Data extracted from a collection
#####
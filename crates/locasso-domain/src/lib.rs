//! Domain types shared across Locasso services.
//!
//! This crate contains only pure types with no framework dependencies.

pub mod provider;
pub mod user;
use sea_orm::entity::prelude::*;

/// User record owned by the auth service.
///
/// `(external_id, provider)` is unique; the migration backs it with
/// `idx_users_external_id_provider`.
#[derive(Clone, Debug, PartialEq, Eq, DeriveEntityModel)]
#[sea_orm(table_name = "users")]
pub struct Model {
    #[sea_orm(primary_key, auto_increment = false)]
    pub id: Uuid,
    pub external_id: String,
    pub email: String,
    pub name: String,
    pub photo_url: String,
    pub role: i16,
    pub provider: String,
    pub created_at: chrono::DateTime<chrono::Utc>,
    pub last_login_at: chrono::DateTime<chrono::Utc>,
}

#[derive(Copy, Clone, Debug, EnumIter, DeriveRelation)]
pub enum Relation {}

impl ActiveModelBehavior for ActiveModel {}
use sea_orm_migration::prelude::*;

#[derive(DeriveMigrationName)]
pub struct Migration;

#[async_trait::async_trait]
impl MigrationTrait for Migration {
    async fn up(&self, manager: &SchemaManager) -> Result<(), DbErr> {
        manager
            .create_table(
                Table::create()
                    .table(Users::Table)
                    .if_not_exists()
                    .col(ColumnDef::new(Users::Id).uuid().not_null().primary_key())
                    .col(ColumnDef::new(Users::ExternalId).string().not_null())
                    .col(ColumnDef::new(Users::Email).string().not_null())
                    .col(ColumnDef::new(Users::Name).string().not_null().default(""))
                    .col(
                        ColumnDef::new(Users::PhotoUrl)
                            .string()
                            .not_null()
                            .default(""),
                    )
                    // 0 = Admin, 1 = Guide, 2 = Traveler
                    .col(
                        ColumnDef::new(Users::Role)
                            .small_integer()
                            .not_null()
                            .default(2),
                    )
                    .col(ColumnDef::new(Users::Provider).string().not_null())
                    .col(
                        ColumnDef::new(Users::CreatedAt)
                            .timestamp_with_time_zone()
                            .not_null(),
                    )
                    .col(
                        ColumnDef::new(Users::LastLoginAt)
                            .timestamp_with_time_zone()
                            .not_null(),
                    )
                    .to_owned(),
            )
            .await?;

        // Losing writers of a concurrent first sign-in fail here.
        manager
            .create_index(
                Index::create()
                    .table(Users::Table)
                    .col(Users::ExternalId)
                    .col(Users::Provider)
                    .name("idx_users_external_id_provider")
                    .unique()
                    .to_owned(),
            )
            .await
    }

    async fn down(&self, manager: &SchemaManager) -> Result<(), DbErr> {
        manager
            .drop_index(
                Index::drop()
                    .name("idx_users_external_id_provider")
                    .table(Users::Table)
                    .to_owned(),
            )
            .await?;
        manager
            .drop_table(Table::drop().table(Users::Table).to_owned())
            .await
    }
}

#[derive(Iden)]
enum Users {
    Table,
    Id,
    ExternalId,
    Email,
    Name,
    PhotoUrl,
    Role,
    Provider,
    CreatedAt,
    LastLoginAt,
}
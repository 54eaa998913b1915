use chrono::{DateTime, Utc};
use uuid::Uuid;

use locasso_domain::user::UserRole;

/// Stored user account, unique per (external_id, provider).
#[derive(Debug, Clone, PartialEq)]
pub struct User {
    pub id: Uuid,
    /// Subject identifier assigned by the identity provider.
    pub external_id: String,
    pub email: String,
    /// Empty when the provider did not share a display name.
    pub name: String,
    /// Empty when the provider did not share a photo.
    pub photo_url: String,
    pub role: UserRole,
    pub provider: String,
    pub created_at: DateTime<Utc>,
    pub last_login_at: DateTime<Utc>,
}

impl User {
    /// A first-time user with the default role, created and logged in at `now`.
    pub fn register(
        external_id: String,
        email: String,
        name: String,
        photo_url: String,
        provider: String,
        now: DateTime<Utc>,
    ) -> Self {
        Self {
            id: Uuid::now_v7(),
            external_id,
            email,
            name,
            photo_url,
            role: UserRole::default(),
            provider,
            created_at: now,
            last_login_at: now,
        }
    }
}
use anyhow::{Context as _, anyhow};
use chrono::{DateTime, Utc};
use sea_orm::{
    ActiveModelTrait, ActiveValue::Set, ColumnTrait, DatabaseConnection, DbErr, EntityTrait,
    QueryFilter, SqlErr,
};
use uuid::Uuid;

use locasso_auth_schema::users;
use locasso_domain::user::UserRole;

use crate::domain::repository::UserRepository;
use crate::domain::types::User;
use crate::error::AuthServiceError;

// ── User repository ───────────────────────────────────────────────────────────

#[derive(Clone)]
pub struct DbUserRepository {
    pub db: DatabaseConnection,
}

impl UserRepository for DbUserRepository {
    async fn find_by_external_id(
        &self,
        external_id: &str,
        provider: &str,
    ) -> Result<Option<User>, AuthServiceError> {
        let model = users::Entity::find()
            .filter(users::Column::ExternalId.eq(external_id))
            .filter(users::Column::Provider.eq(provider))
            .one(&self.db)
            .await
            .persistence("find user by external id")?;
        model.map(user_from_model).transpose()
    }

    async fn create(&self, user: &User) -> Result<(), AuthServiceError> {
        users::ActiveModel {
            id: Set(user.id),
            external_id: Set(user.external_id.clone()),
            email: Set(user.email.clone()),
            name: Set(user.name.clone()),
            photo_url: Set(user.photo_url.clone()),
            role: Set(user.role.as_i16()),
            provider: Set(user.provider.clone()),
            created_at: Set(user.created_at),
            last_login_at: Set(user.last_login_at),
        }
        .insert(&self.db)
        .await
        .persistence("create user")?;
        Ok(())
    }

    async fn update_last_login(
        &self,
        id: Uuid,
        at: DateTime<Utc>,
    ) -> Result<(), AuthServiceError> {
        users::ActiveModel {
            id: Set(id),
            last_login_at: Set(at),
            ..Default::default()
        }
        .update(&self.db)
        .await
        .persistence("update last login")?;
        Ok(())
    }
}

fn user_from_model(model: users::Model) -> Result<User, AuthServiceError> {
    let role = UserRole::from_i16(model.role)
        .ok_or_else(|| anyhow!("unknown role value {}", model.role))
        .context("map user row")?;
    Ok(User {
        id: model.id,
        external_id: model.external_id,
        email: model.email,
        name: model.name,
        photo_url: model.photo_url,
        role,
        provider: model.provider,
        created_at: model.created_at,
        last_login_at: model.last_login_at,
    })
}

/// Maps store errors to `PersistenceFailure`, logging unique-index violations.
trait PersistenceContext<T> {
    fn persistence(self, action: &'static str) -> Result<T, AuthServiceError>;
}

impl<T> PersistenceContext<T> for Result<T, DbErr> {
    fn persistence(self, action: &'static str) -> Result<T, AuthServiceError> {
        self.map_err(|e| {
            if let Some(SqlErr::UniqueConstraintViolation(detail)) = e.sql_err() {
                tracing::warn!(action, detail, "user already exists for provider identity");
            }
            AuthServiceError::PersistenceFailure(anyhow::Error::new(e).context(action))
        })
    }
}
pub mod db;
//! Developer-mode identity parameters for testing without a live identity provider.
//!
//! Only honoured when the service runs in developer mode AND the caller opts in with
//! `?dev=true` or the [`DEV_FLAG_HEADER`] header. The values are passed through as-is;
//! they are never trusted more than any other evidence source.

use http::HeaderMap;
use serde::{Deserialize, Serialize};

use locasso_domain::provider;

use crate::principal::Claim;
use crate::proxy::header_str;

/// Header a caller sets to opt in to developer parameters.
pub const DEV_FLAG_HEADER: &str = "x-dev-auth";

/// Identity supplied directly by a developer, from the query string or a JSON body.
#[derive(Debug, Clone, Default, PartialEq, Eq, Serialize, Deserialize)]
#[serde(rename_all = "camelCase")]
pub struct DeveloperParams {
    #[serde(default)]
    pub id: Option<String>,
    #[serde(default)]
    pub email: Option<String>,
    #[serde(default)]
    pub name: Option<String>,
    #[serde(default, alias = "photo_url")]
    pub photo_url: Option<String>,
    #[serde(default)]
    pub provider: Option<String>,
}

#[derive(Debug, Default, Deserialize)]
struct DevFlag {
    #[serde(default)]
    dev: Option<String>,
}

impl DeveloperParams {
    /// Parse from a raw query string. Unparseable input yields empty params.
    pub fn from_query(raw_query: Option<&str>) -> Self {
        raw_query
            .and_then(|q| serde_qs::from_str(q).ok())
            .unwrap_or_default()
    }

    /// Parse from a JSON request body. Empty or invalid bodies yield empty params.
    pub fn from_body(body: &[u8]) -> Self {
        if body.is_empty() {
            return Self::default();
        }
        serde_json::from_slice(body).unwrap_or_default()
    }

    /// Query parameters when they carry an id, else the body.
    pub fn from_request(raw_query: Option<&str>, body: &[u8]) -> Self {
        let query = Self::from_query(raw_query);
        if query.has_id() {
            query
        } else {
            Self::from_body(body)
        }
    }

    pub fn has_id(&self) -> bool {
        self.id.as_deref().is_some_and(|id| !id.trim().is_empty())
    }

    pub fn id(&self) -> &str {
        field(&self.id)
    }

    pub fn email(&self) -> &str {
        field(&self.email)
    }

    pub fn name(&self) -> &str {
        field(&self.name)
    }

    pub fn photo_url(&self) -> &str {
        field(&self.photo_url)
    }

    /// Provider tag, `"dev"` when not supplied.
    pub fn provider(&self) -> &str {
        match field(&self.provider) {
            "" => provider::DEV,
            p => p,
        }
    }

    pub fn claims(&self) -> Vec<Claim> {
        vec![
            Claim::new("sub", self.id()),
            Claim::new("email", self.email()),
            Claim::new("name", self.name()),
            Claim::new("picture", self.photo_url()),
            Claim::new("idp", self.provider()),
        ]
    }
}

/// Whether the caller asked for developer parameters to be used.
pub fn dev_flag_requested(headers: &HeaderMap, raw_query: Option<&str>) -> bool {
    let from_query = raw_query
        .and_then(|q| serde_qs::from_str::<DevFlag>(q).ok())
        .and_then(|f| f.dev);
    let from_header = header_str(headers, DEV_FLAG_HEADER);
    from_query.as_deref().is_some_and(is_truthy) || is_truthy(from_header)
}

fn is_truthy(value: &str) -> bool {
    value == "1" || value.eq_ignore_ascii_case("true")
}

fn field(value: &Option<String>) -> &str {
    value.as_deref().map(str::trim).unwrap_or_default()
}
#####
● **YOUR ASSIGNMENT**
With the string "SqlErr" as the key, filter the data above and show the lines that match.

● **ANSWER**
    QueryFilter, SqlErr,
            if let Some(SqlErr::UniqueConstraintViolation(detail)) = e.sql_err() {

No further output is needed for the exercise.